In many ways, our work is exploratory, obtaining new information on the role of microbes in sustaining life in one of Earth’s largest ecosystems – the abyssal seafloor. This cruise is our first experience working with deep-sea sediments—our past research has focused on microorganisms living in the seawater, so working in the mud presents exciting new challenges.
During the cruise, we have collected seawater samples and abyssal plain sediments. We collected seawater samples from the surface of the ocean down to five meters above the sediment. These samples will be used for analyses of nucleic acids to tell us what microbes are there and what they’re doing; cell abundances; and nutrient profiles to tell us about the environment the microbes are experiencing.
We sample seawater using an instrument package that measures temperature, salinity, and depth of the water. This instrument is deployed from the ship on a conducting wire, providing real-time data that allows us to examine the physical and chemical structure of the entire water column from the surface to the seabed.
This instrument package is also equipped with 24 ten-liter sampling bottles, which are open at both ends when deployed, but can be closed to capture water at up to 24 different depths. For sampling sediments, we use small coring tubes; the remotely operated vehicle pushes the tubes into the soft sediments, retrieving a vertical section of the mud.
Nucleic acids, DNA and RNA, are especially valuable for studying microorganisms. Very few marine microbes can be isolated and grown in the laboratory—as a result, our understanding of what these organisms are doing has required new approaches that do not rely on cultivation. The study of microbes has been transformed in recent decades by advances in nucleic acid sequencing technologies. DNA and RNA sequences have helped us to better understand which types of microorganisms are found in specific habitats and to identify key functions these organisms perform. These functions are driven by the action of proteins and the assembly manual life uses to make proteins is written in nucleic acid sequences. Hence, through sequencing this DNA, we have begun to identify the specific biochemical pathways these organisms use for reproduction and growth, acquisition of nutrition and energy, and strategies for defense and handling of waste products.

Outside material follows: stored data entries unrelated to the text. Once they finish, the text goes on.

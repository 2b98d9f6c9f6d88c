//! Generation options, loadable from partial JSON documents.

use crate::network_error::NetworkError;
use crate::topology::ids::BranchId;
use serde::{Deserialize, Serialize};

/// How fixed-length points are placed.
#[derive(Clone, Copy, Debug, Default, PartialEq, Eq, Serialize, Deserialize)]
#[serde(rename_all = "snake_case")]
pub enum FixedLengthPolicy {
    /// Points at k × fixed length from the start of the branch.
    #[default]
    Multiples,
    /// Every gap between already accepted points that is longer than the
    /// fixed length is cut into `ceil(gap / fixed length)` equal parts.
    SubdivideSegments,
}

/// Per-branch discretization settings.
#[derive(Clone, Debug, PartialEq, Serialize, Deserialize)]
#[serde(default)]
pub struct DiscretizationOptions {
    pub minimum_distance: f64,
    pub at_structures: bool,
    /// Offset of the points placed either side of a structure.
    pub structure_distance: f64,
    pub at_cross_sections: bool,
    pub at_laterals: bool,
    pub at_fixed_length: bool,
    pub fixed_length: f64,
    pub fixed_length_policy: FixedLengthPolicy,
}

impl Default for DiscretizationOptions {
    fn default() -> Self {
        Self {
            minimum_distance: 0.5,
            at_structures: false,
            structure_distance: 10.0,
            at_cross_sections: false,
            at_laterals: false,
            at_fixed_length: false,
            fixed_length: 100.0,
            fixed_length_policy: FixedLengthPolicy::Multiples,
        }
    }
}

impl DiscretizationOptions {
    pub fn with_minimum_distance(mut self, distance: f64) -> Self {
        self.minimum_distance = distance;
        self
    }

    /// Place points `distance` before and after every structure.
    pub fn with_structures(mut self, distance: f64) -> Self {
        self.at_structures = true;
        self.structure_distance = distance;
        self
    }

    pub fn with_cross_sections(mut self) -> Self {
        self.at_cross_sections = true;
        self
    }

    pub fn with_laterals(mut self) -> Self {
        self.at_laterals = true;
        self
    }

    pub fn with_fixed_length(mut self, length: f64, policy: FixedLengthPolicy) -> Self {
        self.at_fixed_length = true;
        self.fixed_length = length;
        self.fixed_length_policy = policy;
        self
    }

    /// Contract checks. Disabled sources are not checked.
    pub fn validate(&self) -> Result<(), NetworkError> {
        let min = NetworkError::check_finite("minimum distance", self.minimum_distance)?;
        if min < 0.0 {
            return Err(NetworkError::NegativeMinimumDistance(min));
        }
        if self.at_structures {
            let sd = NetworkError::check_finite("structure distance", self.structure_distance)?;
            if sd < 0.0 {
                return Err(NetworkError::NegativeStructureDistance(sd));
            }
        }
        if self.at_fixed_length
            && !(self.fixed_length.is_finite() && self.fixed_length > 0.0)
        {
            return Err(NetworkError::NonPositiveFixedLength(self.fixed_length));
        }
        Ok(())
    }
}

/// Settings for [`generate_network_discretization`](super::generate_network_discretization).
#[derive(Clone, Debug, Default, PartialEq, Serialize, Deserialize)]
#[serde(default)]
pub struct NetworkGenerationOptions {
    #[serde(flatten)]
    pub branch: DiscretizationOptions,
    /// Regenerate channels that already carry more than one point.
    pub overwrite_existing: bool,
    /// Only clear the selected channels.
    pub erase_existing: bool,
    /// Channels to process; all channels when `None`.
    pub selected: Option<Vec<BranchId>>,
}

impl NetworkGenerationOptions {
    pub fn new(branch: DiscretizationOptions) -> Self {
        Self {
            branch,
            ..Self::default()
        }
    }

    pub fn overwrite(mut self) -> Self {
        self.overwrite_existing = true;
        self
    }

    pub fn erase(mut self) -> Self {
        self.erase_existing = true;
        self
    }

    pub fn select(mut self, branches: impl IntoIterator<Item = BranchId>) -> Self {
        self.selected = Some(branches.into_iter().collect());
        self
    }
}
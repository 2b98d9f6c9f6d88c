use super::EditAction;
use crate::geometry::{Coordinate, LineGeometry};
use crate::network::HydroNetwork;
use crate::network_error::NetworkError;
use crate::rebase::RebasePlan;
use crate::topology::branch::Branch;
use crate::topology::ids::BranchId;
use crate::topology::node::Node;

/// Chainages this close to an end node count as "at the node".
pub(crate) const SPLIT_TOLERANCE: f64 = 1e-7;

/// Where to cut a branch.
#[derive(Clone, Copy, Debug, PartialEq)]
pub enum SplitAt {
    /// Chainage in effective-length units.
    Chainage(f64),
    /// A point, projected onto the branch line.
    Coordinate(Coordinate),
}

impl SplitAt {
    fn chainage_on(self, branch: &Branch) -> Result<f64, NetworkError> {
        match self {
            SplitAt::Chainage(c) => NetworkError::check_finite("split chainage", c),
            SplitAt::Coordinate(p) => {
                if !p.is_finite() {
                    return Err(NetworkError::NonFinite {
                        what: "split coordinate",
                        value: if p.x.is_finite() { p.y } else { p.x },
                    });
                }
                let distance = branch.geometry().distance_along(&p);
                Ok(branch.distance_to_chainage(distance))
            }
        }
    }
}

pub(super) fn split(
    network: &mut HydroNetwork,
    branch_id: BranchId,
    at: SplitAt,
) -> Result<Option<(EditAction, RebasePlan)>, NetworkError> {
    let node_name = format!("node{}", network.graph().node_count() + 1);
    let (graph, _, rebaser) = network.parts_mut();
    let branch = graph.try_branch(branch_id)?;
    let length = branch.effective_length();
    let chainage = at.chainage_on(branch)?;
    if chainage <= SPLIT_TOLERANCE || chainage >= length - SPLIT_TOLERANCE {
        log::warn!(
            "not splitting branch `{}` at chainage {chainage}: that is an end node (length {length})",
            branch.name
        );
        return Ok(None);
    }
    let Ok((head, tail)) = branch.geometry().split_at(branch.chainage_to_distance(chainage))
    else {
        log::warn!(
            "not splitting branch `{}`: its geometry cannot be cut at chainage {chainage}",
            branch.name
        );
        return Ok(None);
    };

    let source = branch.source();
    let target = branch.target();
    let custom = branch.is_length_custom();
    let name = branch.name.clone();
    let long_name = branch.long_name.clone();
    let kind = branch.kind;
    let order_number = branch.order_number;
    let split_point = head.end();

    let new_node = graph.next_node_id();
    graph.add_node(Node::new(new_node, node_name, split_point))?;

    let new_branch = graph.next_branch_id();
    let mut tail_branch =
        Branch::new(new_branch, format!("{name}_B"), new_node, target, tail).with_kind(kind);
    tail_branch.order_number = order_number;
    if !long_name.is_empty() {
        tail_branch.long_name = format!("{long_name}_B");
    }
    if custom {
        tail_branch.set_custom_length(Some(length - chainage))?;
    }
    graph.add_branch(tail_branch)?;

    let head_branch = graph.try_branch_mut(branch_id)?;
    head_branch.name = format!("{name}_A");
    if !long_name.is_empty() {
        head_branch.long_name = format!("{long_name}_A");
    }
    head_branch.set_geometry(head);
    if custom {
        head_branch.set_custom_length(Some(chainage))?;
    }
    graph.set_endpoints(branch_id, source, new_node)?;

    let plan = rebaser.plan_split(branch_id, new_branch, chainage, length);
    Ok(Some((
        EditAction::Split {
            split_branch: branch_id,
            new_branch,
            new_node,
            chainage,
        },
        plan,
    )))
}

#[cfg(test)]
mod tests {
    use super::*;
    use crate::edit::BranchTopologyEditor;
    use crate::features::BranchFeature;

    fn river() -> (HydroNetwork, BranchId) {
        let mut net =
            HydroNetwork::snake(&[Coordinate::new(0.0, 0.0), Coordinate::new(100.0, 0.0)]).unwrap();
        let b = net.graph().branches().next().unwrap().id();
        net.branch_mut(b).unwrap().long_name = "Meuse".into();
        net.branch_mut(b).unwrap().order_number = 2;
        (net, b)
    }

    #[test]
    fn split_renames_and_copies_order() {
        let (mut net, b) = river();
        let action = BranchTopologyEditor::new(&mut net)
            .split_branch(b, SplitAt::Chainage(40.0))
            .unwrap()
            .unwrap();
        let EditAction::Split {
            new_branch,
            new_node,
            ..
        } = action
        else {
            panic!("expected split, got {action:?}");
        };
        let a = net.branch(b).unwrap();
        let bb = net.branch(new_branch).unwrap();
        assert_eq!((a.name.as_str(), bb.name.as_str()), ("branch1_A", "branch1_B"));
        assert_eq!((a.long_name.as_str(), bb.long_name.as_str()), ("Meuse_A", "Meuse_B"));
        assert_eq!(bb.order_number, 2);
        assert_eq!(a.target(), new_node);
        assert_eq!(bb.source(), new_node);
        assert_eq!(a.effective_length(), 40.0);
        assert_eq!(bb.effective_length(), 60.0);
        assert_eq!(net.node(new_node).unwrap().location, Coordinate::new(40.0, 0.0));
    }

    #[test]
    fn empty_long_name_stays_empty() {
        let (mut net, b) = river();
        net.branch_mut(b).unwrap().long_name.clear();
        BranchTopologyEditor::new(&mut net)
            .split_branch(b, SplitAt::Chainage(50.0))
            .unwrap();
        assert!(net.graph().branches().all(|br| br.long_name.is_empty()));
    }

    #[test]
    fn custom_length_is_split_proportionally() {
        let (mut net, b) = river();
        net.set_branch_length(b, Some(200.0)).unwrap();
        let lat = net
            .add_branch_feature(b, BranchFeature::lateral_source("lat", 1.0), 150.0)
            .unwrap();
        let action = BranchTopologyEditor::new(&mut net)
            .split_branch(b, SplitAt::Chainage(50.0))
            .unwrap()
            .unwrap();
        let new_branch = action.branches()[1];
        assert_eq!(net.branch(b).unwrap().effective_length(), 50.0);
        assert_eq!(net.branch(new_branch).unwrap().effective_length(), 150.0);
        assert_eq!(net.branch(b).unwrap().geometry().length(), 25.0);
        let feature = net.features().get(lat).unwrap();
        assert_eq!(feature.branch(), Some(new_branch));
        assert_eq!(feature.chainage(), 100.0);
    }

    #[test]
    fn split_by_coordinate_projects() {
        let (mut net, b) = river();
        let action = BranchTopologyEditor::new(&mut net)
            .split_branch(b, SplitAt::Coordinate(Coordinate::new(30.0, 12.0)))
            .unwrap();
        assert!(matches!(action, Some(EditAction::Split { chainage, .. }) if chainage == 30.0));
    }

    #[test]
    fn split_at_end_nodes_is_rejected() {
        let (mut net, b) = river();
        for at in [0.0, 100.0, 1e-9, 100.0 - 1e-9] {
            let outcome = BranchTopologyEditor::new(&mut net)
                .split_branch(b, SplitAt::Chainage(at))
                .unwrap();
            assert_eq!(outcome, None);
        }
        assert_eq!(net.graph().channel_count(), 1);
        assert_eq!(net.branch(b).unwrap().name, "branch1");
    }
}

These sequencing approaches provide clues about how microbes have adapted to life in the energy-starved deep sea. Many feed on the organic matter contained in sinking particles as a source of energy and nutrition; such microbes are termed heterotrophs. Others are capable of growing on the waste products of heterotrophs, acquiring energy through oxidation of reduced molecules like ammonium, nitrite, and sulfide. Such microorganisms frequently also use carbon dioxide, similar to a plant, but using chemical energy rather than sunlight to fuel the process. The coordinated activities of these microorganisms sustain life in one of Earth’s largest ecosystems – the abyssal seafloor.